PRINCIPLES OF OPERATION
3.1.
OTOSCOPIC EXAMINATION
A suitably-qualified health care professional should perform a thorough otoscopic examination to establish that the
condition of the ear is suitable for the test options selected and that no contraindications are present. The
latter would
include obstruction of the external ear canal due to excessive wax and/or hairs, both of which would need to be
removed. This is required to ensure that the probe tone delivered by the probe is able to reach the ear drum and is not
reflected by cerumen or debris and thereby alter the test result.
3.2.
PRINCIPALS OF ADMITTANCE MEASUREMENT
The Otowave 302+ measures the admittance of the tympanic membrane and middle ear by playing a continuous tone
into the ear canal at either 226 Hz or 1000 Hz.

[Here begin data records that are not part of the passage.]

//! Logging configuration.

use serde::{Deserialize, Serialize};

/// Logging and tracing configuration.
#[derive(Debug, Clone, Serialize, Deserialize)]
pub struct LoggingConfig {
    /// Log level: `"trace"`, `"debug"`, `"info"`, `"warn"`, `"error"`.
    #[serde(default = "default_level")]
    pub level: String,
    /// Log format: `"json"` or `"pretty"`.
    #[serde(default = "default_format")]
    pub format: String,
}

impl Default for LoggingConfig {
    fn default() -> Self {
        Self {
            level: default_level(),
            format: default_format(),
        }
    }
}

fn default_level() -> String {
    "info".to_string()
}

fn default_format() -> String {
    "json".to_string()
}
//! Cache provider configuration.

use serde::{Deserialize, Serialize};

/// Top-level cache configuration.
#[derive(Debug, Clone, Serialize, Deserialize)]
pub struct CacheConfig {
    /// Cache provider type: `"memory"` or `"redis"`.
    #[serde(default = "default_provider")]
    pub provider: String,
    /// Deadline for a single cache call, in milliseconds.
    #[serde(default = "default_operation_timeout")]
    pub operation_timeout_ms: u64,
    /// Redis-specific cache configuration.
    #[serde(default)]
    pub redis: RedisCacheConfig,
    /// In-memory cache configuration.
    #[serde(default)]
    pub memory: MemoryCacheConfig,
}

impl Default for CacheConfig {
    fn default() -> Self {
        Self {
            provider: default_provider(),
            operation_timeout_ms: default_operation_timeout(),
            redis: RedisCacheConfig::default(),
            memory: MemoryCacheConfig::default(),
        }
    }
}

/// Redis cache backend configuration.
#[derive(Debug, Clone, Serialize, Deserialize)]
pub struct RedisCacheConfig {
    /// Redis connection URL.
    #[serde(default = "default_redis_url")]
    pub url: String,
    /// Key prefix for all TokenGate cache keys. Empty by default so keys
    /// match the `user_token:{username}:{token}` layout exactly.
    #[serde(default)]
    pub key_prefix: String,
}

impl Default for RedisCacheConfig {
    fn default() -> Self {
        Self {
            url: default_redis_url(),
            key_prefix: String::new(),
        }
    }
}

/// In-memory cache backend configuration.
#[derive(Debug, Clone, Serialize, Deserialize)]
pub struct MemoryCacheConfig {
    /// Maximum number of entries in the cache.
    #[serde(default = "default_max_capacity")]
    pub max_capacity: u64,
}

impl Default for MemoryCacheConfig {
    fn default() -> Self {
        Self {
            max_capacity: default_max_capacity(),
        }
    }
}

fn default_provider() -> String {
    "memory".to_string()
}

fn default_operation_timeout() -> u64 {
    2000
}

fn default_redis_url() -> String {
    "redis://localhost:6379".to_string()
}

fn default_max_capacity() -> u64 {
    100_000
}
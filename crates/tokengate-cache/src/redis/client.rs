//! Redis connection management.

use redis::Client;
use redis::aio::ConnectionManager;
use tracing::info;

use tokengate_core::config::cache::RedisCacheConfig;
use tokengate_core::error::{AppError, ErrorKind};
use tokengate_core::result::AppResult;

/// Redis client wrapper with connection management.
#[derive(Debug, Clone)]
pub struct RedisClient {
    /// Redis connection manager (multiplexed, reconnecting).
    conn: ConnectionManager,
    /// Key prefix for all keys.
    key_prefix: String,
}

impl RedisClient {
    /// Create a new Redis client from configuration.
    pub async fn connect(config: &RedisCacheConfig) -> AppResult<Self> {
        info!(url = %mask_redis_url(&config.url), "Connecting to Redis");

        let client = Client::open(config.url.as_str()).map_err(|e| {
            AppError::with_source(ErrorKind::Cache, "Failed to create Redis client", e)
        })?;

        let conn = ConnectionManager::new(client).await.map_err(|e| {
            AppError::with_source(ErrorKind::Cache, "Failed to connect to Redis", e)
        })?;

        info!("Successfully connected to Redis");
        Ok(Self {
            conn,
            key_prefix: config.key_prefix.clone(),
        })
    }

    /// Get a cloned handle of the connection manager.
    pub fn conn_mut(&self) -> ConnectionManager {
        self.conn.clone()
    }

    /// Build a full key with the configured prefix.
    pub fn prefixed_key(&self, key: &str) -> String {
        format!("{}{key}", self.key_prefix)
    }
}

/// Mask password in Redis URL for safe logging.
fn mask_redis_url(url: &str) -> String {
    if let Some(at_pos) = url.find('@') {
        if let Some(colon_pos) = url[..at_pos].rfind(':') {
            let scheme_end = url.find("://").map(|p| p + 3).unwrap_or(0);
            if colon_pos > scheme_end {
                return format!("{}:****@{}", &url[..colon_pos], &url[at_pos + 1..]);
            }
        }
    }
    url.to_string()
}
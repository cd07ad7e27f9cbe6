//! Auth handlers: register, login, me, logout, refresh, password change.

use axum::extract::State;
use tracing::info;

use tokengate_auth::TokenPair;
use tokengate_auth::revocation::RevocationReport;

use crate::dto::request::{ChangePasswordRequest, LoginRequest, RefreshRequest, RegisterRequest};
use crate::dto::response::{ApiResponse, UserResponse};
use crate::error::ApiResult;
use crate::extractors::{AuthUser, ValidatedJson};
use crate::state::AppState;

/// POST /api/auth/register
pub async fn register(
    State(state): State<AppState>,
    ValidatedJson(req): ValidatedJson<RegisterRequest>,
) -> ApiResult<ApiResponse<UserResponse>> {
    let user = state.user_service.register(req.into()).await?;
    Ok(ApiResponse::created(
        UserResponse::from(user),
        "Account created",
    ))
}

/// POST /api/auth/login
pub async fn login(
    State(state): State<AppState>,
    ValidatedJson(req): ValidatedJson<LoginRequest>,
) -> ApiResult<ApiResponse<TokenPair>> {
    let pair = state
        .session_manager
        .login(&req.username, &req.password)
        .await?;
    Ok(ApiResponse::ok(pair, "Logged in"))
}

/// GET /api/auth/me
pub async fn me(auth: AuthUser) -> ApiResult<ApiResponse<UserResponse>> {
    let AuthUser(principal) = auth;
    Ok(ApiResponse::ok(
        UserResponse::from(principal.user),
        "Authenticated",
    ))
}

/// POST /api/auth/logout
pub async fn logout(
    State(state): State<AppState>,
    auth: AuthUser,
) -> ApiResult<ApiResponse<()>> {
    state.session_manager.logout(&auth.token).await?;
    Ok(ApiResponse::ok((), "Logged out successfully"))
}

/// POST /api/auth/logout-all
pub async fn logout_all(
    State(state): State<AppState>,
    auth: AuthUser,
) -> ApiResult<ApiResponse<RevocationReport>> {
    let report = state.session_manager.logout_all(&auth.user).await?;
    info!(user_id = %auth.user.id, revoked = report.revoked, "Logged out everywhere");
    Ok(ApiResponse::ok(report, "Logged out of all sessions"))
}

/// POST /api/auth/refresh-token
pub async fn refresh_token(
    State(state): State<AppState>,
    ValidatedJson(req): ValidatedJson<RefreshRequest>,
) -> ApiResult<ApiResponse<TokenPair>> {
    let pair = state.session_manager.refresh(&req.refresh_token).await?;
    Ok(ApiResponse::ok(pair, "Token refreshed"))
}

/// PUT /api/auth/change-password
pub async fn change_password(
    State(state): State<AppState>,
    auth: AuthUser,
    ValidatedJson(req): ValidatedJson<ChangePasswordRequest>,
) -> ApiResult<ApiResponse<RevocationReport>> {
    let report = state
        .session_manager
        .change_password(&auth, &req.old_password, &req.new_password)
        .await?;
    Ok(ApiResponse::ok(
        report,
        "Password changed, please log in again",
    ))
}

The level of this tone is calibrated to give 85 dB SPL (226 Hz) or 79 dB SPL
(1000 Hz) into a 2 ml cavity. The sound level this produces in the ear canal is measured using a microphone and the
admittance calculated from the result.
In line with normal audiometric practice admittance is displayed as an equivalent volume of air in ml (for 226 Hz) or
m
mho/mƱ (for 1000 Hz). The residual ear canal volume between the probe and the tympanic membrane is always
displayed in ml; when using a 1000 Hz probe tone the measured value in mmho is converted to ml using a conversion
factor of 226/1000.
3.3.
TYMPANOGRAM
Tympanometry is part of the objective impedance test battery and provides information about the middle ear mobility
and pressure in the middle ear system.
To record the tympanogram, the admittance is measured while the air pressure in
the ear canal is varied from +200 daPa to -400 daPa by means of a small pump. The
admittance peaks when the air pressure is the same on both sides of the tympanic
membrane. The change of admittance with pressure is displayed graphically.